Dr. Roger Babcock, Water Resources Research Center/Civil Engineering, University of Hawaii at Manoa (UH)

SPONSOR:

WateReuse Foundation, Alexandria, Virginia

PROJECT PERIOD:

07/02/03-ONGOING

INTRODUCTION:

Membrane bioreactors (MBRs) are a relatively new wastewater treatment technology which promises exceptional treatment efficiency and a reduced footprint compared to conventional treatment process trains. MBRs may be particularly well suited to situations in which water recycling is required or desired including satellite reclamation (sewer mining). MBRs are quite simply an activated sludge process in which the conventional secondary clarifier is replaced by a membrane separation process (either microfiltration or ultrafiltration). The MBR can be operated either with or without primary clarification, but always requires fine screening (3 mm or smaller) to protect the membranes from abrasive and stringy waste components (hair in particular). Due to the presence of an absolute barrier for suspended solids, MBRs are able to maintain very high solids concentrations (8,000 to 20,000 mg/L) and solids retention times which allows for smaller aeration basins and high BOD removals.
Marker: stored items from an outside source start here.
//! Relocation Phases - Address Planning, Reference Fix-up, Slide
//!
//! The forwarding word doubles as the relocation table: after planning, a
//! live cell's word holds the address it will occupy once survivors are
//! packed into the low end of the heap. Planned addresses are expressed
//! against the heap base current at planning time; if the region is replaced
//! before the slide, both the planned addresses and every reference in the
//! graph are rebased with `new_base + (value - old_base)`.
//!
//! Destinations never exceed sources (survivors only ever move down), so
//! the slide copies forward over the region it is consuming.

use crate::heap::Heap;
use crate::memory;
use crate::object::{self, Cell, CellKind, CELL_SIZE, FORWARDING_NONE};
use crate::roots::RootStack;

/// Result of the address-planning sweep
pub(super) struct RelocationPlan {
    /// Bytes the survivors will occupy after the slide
    pub live_bytes: usize,
    /// Offset one past the highest live cell, before the slide.
    ///
    /// A replacement region must preserve at least this much of the old
    /// region's prefix or the slide would read cells that no longer exist.
    pub preserved_bytes: usize,
}

/// Phase 2: assign every marked cell its post-compaction address.
///
/// Sweeps the allocated prefix once, advancing a destination cursor past
/// each live cell. Dead cells are skipped and their storage is abandoned.
pub(super) fn plan_addresses(heap: &mut Heap) -> RelocationPlan {
    let base = heap.base();
    let frontier = heap.frontier();

    let mut to = base;
    let mut preserved_bytes = 0usize;

    let mut from = base;
    while from < frontier {
        unsafe {
            if object::forwarding_of(from) != FORWARDING_NONE {
                object::set_forwarding_of(from, to);
                to += CELL_SIZE;
                preserved_bytes = (from - base) + CELL_SIZE;
            }
        }
        from += CELL_SIZE;
    }

    RelocationPlan {
        live_bytes: to - base,
        preserved_bytes,
    }
}

/// Phase 4a: rewrite every live reference to its post-compaction address.
///
/// Covers the two places references live: pair fields of surviving cells,
/// and the root stack. Each held address still points at a cell's pre-slide
/// location (as an offset from `old_base`); that cell's forwarding word
/// gives the destination, again as an offset from `old_base`.
pub(super) fn update_references(heap: &mut Heap, roots: &mut RootStack, old_base: usize) {
    let new_base = heap.base();
    let frontier = heap.frontier();

    let mut addr = new_base;
    while addr < frontier {
        unsafe {
            if object::forwarding_of(addr) != FORWARDING_NONE {
                let cell = Cell::read(addr);
                if let CellKind::Pair { head, tail } = cell.kind {
                    Cell::write(
                        addr,
                        Cell {
                            forwarding: cell.forwarding,
                            kind: CellKind::Pair {
                                head: forward(head, old_base, new_base),
                                tail: forward(tail, old_base, new_base),
                            },
                        },
                    );
                }
            }
        }
        addr += CELL_SIZE;
    }

    for slot in roots.slots_mut() {
        *slot = unsafe { forward(*slot, old_base, new_base) };
    }
}

/// Translate one pre-collection reference into its final address.
///
/// `p` addresses a cell's old location relative to `old_base`; the cell's
/// current bytes sit at the same offset from `new_base`. Its forwarding
/// word holds the planned destination, also relative to `old_base`. When
/// the region did not move the two bases coincide and this collapses to a
/// plain forwarding-word read.
unsafe fn forward(p: usize, old_base: usize, new_base: usize) -> usize {
    let current = new_base + (p - old_base);
    let dst = object::forwarding_of(current);
    debug_assert_ne!(dst, FORWARDING_NONE);
    new_base + (dst - old_base)
}

/// Phase 4b: pack the survivors into the low end of the heap.
///
/// Walks the allocated prefix in address order, moving each live cell to
/// its planned destination and clearing the forwarding word at the new
/// location. Must run after every reference has been rewritten: this is
/// the step that destroys the forwarding information.
pub(super) fn slide(heap: &mut Heap, old_base: usize) {
    let new_base = heap.base();
    let frontier = heap.frontier();

    let mut from = new_base;
    while from < frontier {
        unsafe {
            let fwd = object::forwarding_of(from);
            if fwd != FORWARDING_NONE {
                let dst = new_base + (fwd - old_base);
                debug_assert!(dst <= from);
                if dst != from {
                    memory::copy_memory_overlapping(from, dst, CELL_SIZE);
                }
                object::set_forwarding_of(dst, FORWARDING_NONE);
            }
        }
        from += CELL_SIZE;
    }
}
Since MBR effluent is micro- or ultra-filtration permeate, effluent suspended solids are typically near the detection limit and turbidities are typically less than 0.2 NTU. As with other membrane systems, the most important characteristics are the membrane flux and the membrane permeability both of which are highly temperature dependent (lowest temperature controls design). Flux is often expressed as gallons permeated per day per square foot of membrane area (GFD) and permeability is usually the clean water flux per unit transmembrane pressure (TMP). With correct process design, MBRs can accomplish the same things as any activated sludge process including BOD removal, nitrification, denitrification, and biological phosphorus removal.